Record:  The Twins were 94-65, in first place in the American League West, eight games ahead of Chicago.

On October 2, when the Twins didn't play (presumably they were rained out), Toronto won and clinched the East, so the Twins would play the Blue Jays in the ALCS.

1991 Rewind: Game One Hundred Fifty-six

MINNESOTA 8, CHICAGO 3 IN CHICAGO

Date:  Monday, September 30.

Batting stars:  Randy Bush was 3-for-4 with a two-run homer, his sixth.  Brian Harper was 2-for-3 with a double, a walk, and two runs.  Pedro Munoz was 2-for-4 with a three-run homer (his sixth), a double, and two runs.  Paul Sorrento was 1-for-4 with a home run, his fourth.

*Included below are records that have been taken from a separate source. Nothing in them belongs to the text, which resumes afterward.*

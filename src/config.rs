//! Client configuration
//!
//! Limits and timer periods for the swarm, the scheduler and the tracker
//! announces. The defaults mirror common client behaviour.

use std::path::PathBuf;
use std::time::Duration;

use rand::Rng;
use rand::distributions::Alphanumeric;

use crate::error::{Error, Result};

pub const DEFAULT_PEER_ID_PREFIX: &str = "-RS0100-";

#[derive(Debug, Clone)]
pub struct Config {
    /// Directory the torrent's files are written under
    pub download_dir: PathBuf,

    /// Port reported to trackers
    pub listen_port: u16,

    /// Our 20-byte peer id
    pub peer_id: [u8; 20],

    /// Maximum simultaneously admitted peers (dialing or connected)
    pub connection_limit: usize,

    /// Maximum peers we unchoke at once
    pub unchoke_limit: usize,

    /// Period of the admission/housekeeping tick
    pub admission_interval: Duration,

    /// Period between keep-alives sent to each peer
    pub keep_alive_interval: Duration,

    /// Inbound silence after which a connection is closed
    pub idle_timeout: Duration,

    /// Upper bound on a single TCP dial
    pub connect_timeout: Duration,

    /// Time a dialed peer gets to answer our handshake
    pub handshake_timeout: Duration,

    /// Upper bound on one outbound message; a peer that stops reading is
    /// closed once it passes
    pub write_timeout: Duration,

    /// Period of the block request tick
    pub request_interval: Duration,

    /// Random chunk picks per request tick before giving up
    pub request_retries: usize,

    /// Age after which an unanswered block request may be sent again
    pub request_timeout: Duration,

    /// Verification failures a peer may contribute to before it is banned
    pub strike_limit: u32,

    /// Verification failures of one chunk before the download is abandoned
    pub chunk_failure_limit: u32,

    /// Upper bound on the tracker re-announce period
    pub max_announce_interval: Duration,
}

impl Default for Config {
    fn default() -> Self {
        Self {
            download_dir: PathBuf::from("."),
            listen_port: 6881,
            peer_id: generate_peer_id(DEFAULT_PEER_ID_PREFIX),
            connection_limit: 30,
            unchoke_limit: 10,
            admission_interval: Duration::from_secs(10),
            keep_alive_interval: Duration::from_secs(120),
            idle_timeout: Duration::from_secs(4 * 60),
            connect_timeout: Duration::from_secs(10),
            handshake_timeout: Duration::from_secs(30),
            write_timeout: Duration::from_secs(30),
            request_interval: Duration::from_millis(15),
            request_retries: 15,
            request_timeout: Duration::from_secs(10),
            strike_limit: 3,
            chunk_failure_limit: 8,
            max_announce_interval: Duration::from_secs(120),
        }
    }
}

impl Config {
    pub fn validate(&self) -> Result<()> {
        let checks: [(&str, bool); 11] = [
            ("connection_limit", self.connection_limit > 0),
            ("admission_interval", !self.admission_interval.is_zero()),
            ("keep_alive_interval", !self.keep_alive_interval.is_zero()),
            ("idle_timeout", !self.idle_timeout.is_zero()),
            ("connect_timeout", !self.connect_timeout.is_zero()),
            ("handshake_timeout", !self.handshake_timeout.is_zero()),
            ("write_timeout", !self.write_timeout.is_zero()),
            ("request_interval", !self.request_interval.is_zero()),
            ("request_retries", self.request_retries > 0),
            ("strike_limit", self.strike_limit > 0),
            ("chunk_failure_limit", self.chunk_failure_limit > 0),
        ];

        match checks.iter().find(|(_, ok)| !ok) {
            Some((field, _)) => Err(Error::Config(format!("{field} must be non-zero"))),
            None => Ok(()),
        }
    }
}

/// Azureus-style peer id: `prefix` followed by random alphanumerics, always
/// exactly 20 bytes. Prefixes longer than 20 bytes are cut.
pub fn generate_peer_id(prefix: &str) -> [u8; 20] {
    let mut id = [0u8; 20];
    let prefix = &prefix.as_bytes()[..prefix.len().min(20)];
    id[..prefix.len()].copy_from_slice(prefix);

    let mut rng = rand::thread_rng();
    for byte in id.iter_mut().skip(prefix.len()) {
        *byte = rng.sample(Alphanumeric);
    }
    id
}

#[cfg(test)]
mod tests {
    use super::*;

    #[test]
    fn test_default_config_is_valid() {
        let config = Config::default();
        assert!(config.validate().is_ok());
        assert_eq!(config.connection_limit, 30);
        assert_eq!(config.unchoke_limit, 10);
        assert_eq!(config.request_interval, Duration::from_millis(15));
    }

    #[test]
    fn test_zero_limit_rejected() {
        let config = Config {
            connection_limit: 0,
            ..Config::default()
        };
        let err = config.validate().unwrap_err();
        assert!(err.to_string().contains("connection_limit"));
    }

    #[test]
    fn test_generate_peer_id() {
        let id = generate_peer_id(DEFAULT_PEER_ID_PREFIX);
        assert_eq!(&id[..8], b"-RS0100-");
        assert!(id[8..].iter().all(u8::is_ascii_alphanumeric));
        assert_ne!(id, generate_peer_id(DEFAULT_PEER_ID_PREFIX));
    }
}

Pitching stars:  Tom Edens pitched six innings, giving up one run on five hits and no walks and striking out two.  Steve Bedrosian pitched two shutout innings, giving up two hits.

Opposition star:  Matt Merullo was 1-for-2 with a two-run homer, his fourth.

The game:  In the second Harper walked, went to third on a Bush single, and scored on a sacrifice fly to put the Twins up 1-0.  The White Sox got a pair of one-out singles in the third but could do nothing with them.  In the fourth, Munoz doubled, Harper had an RBI single, and Bush followed with a two-run homer, putting the Twins ahead 4-0.

The Twins put it away in the fifth.  Al Newman led off with a single, but a force out put Jarvis Brown at first base instead.  He stole second, Greg Gagne walked, and Munoz hit a three-run homer.  Sorrento made it back-to-back homers and gave the Twins an 8-0 lead.

The White Sox got on the board in the fifth when Lance Johnson led off with a triple and scored on a ground out.  They got a couple more in the ninth when Warren Newson walked and Merullo hit a two-run homer, but never threatened to get back into the game.

WP:  Edens (2-2).  LP:  Alex Fernandez (9-13).  S:  None.

Notes:  As you might suppose the day after clinching the division, it was an unusual lineup.  Brown started in center in place of Kirby Puckett and batted first.  Gagne moved up to the second spot.  Munoz was in left in place of Dan Gladden and batted third.  Paul Sorrento was at first base in place of Kent Hrbek and batted fourth.  Harper was the DH in place of Chili Davis.  Bush was in right field in place of Shane Mack.  Lenny Webster was behind the plate.  Newman was at second base in place of Chuck Knoblauch.

It should be noted that with the roster restrictions now, teams can no longer do this.  The day after a team clinches, several regulars are still going to have to play, because there won't be enough reserves to fill out the lineup.

The Twins made just one substitution--Scott Leius came in for Gagne at shortstop in the fifth inning.

Harper raised his average to .316.  Bush went up to .312.  Webster was 0-for-4 and was batting .333.  Rick Aguilera allowed two runs in one inning to make his ERA 2.34.

This was the first time Bedrosian had pitched since September 17.  He presumably had some sort of injury or illness that he was dealing with.

A couple of weeks earlier, of course, it had looked like this might be an important series in the last week of the season.  As it turned out, the Twins had clinched the day before, rendering the series meaningless as far as the pennant race was concerned.

This was the thirty-second game of Brown's career, but only his second start.  He was used as either a pinch-runner or a defensive replacement in the other thirty games.  I'm sure he was happy to be in the big leagues at all, and I'm sure he was also happy to be on a championship team.  Still, it must have been just a little frustrating to not get more of a chance to play.  He probably understood it, but it still would be frustrating.

Record:  The Twins were 93-63, in first place in the American League West, nine games ahead of Chicago.

Toronto lost and Boston won, so the Red Sox kept their hopes alive in the East.  The Blue Jays led by 3.5 games.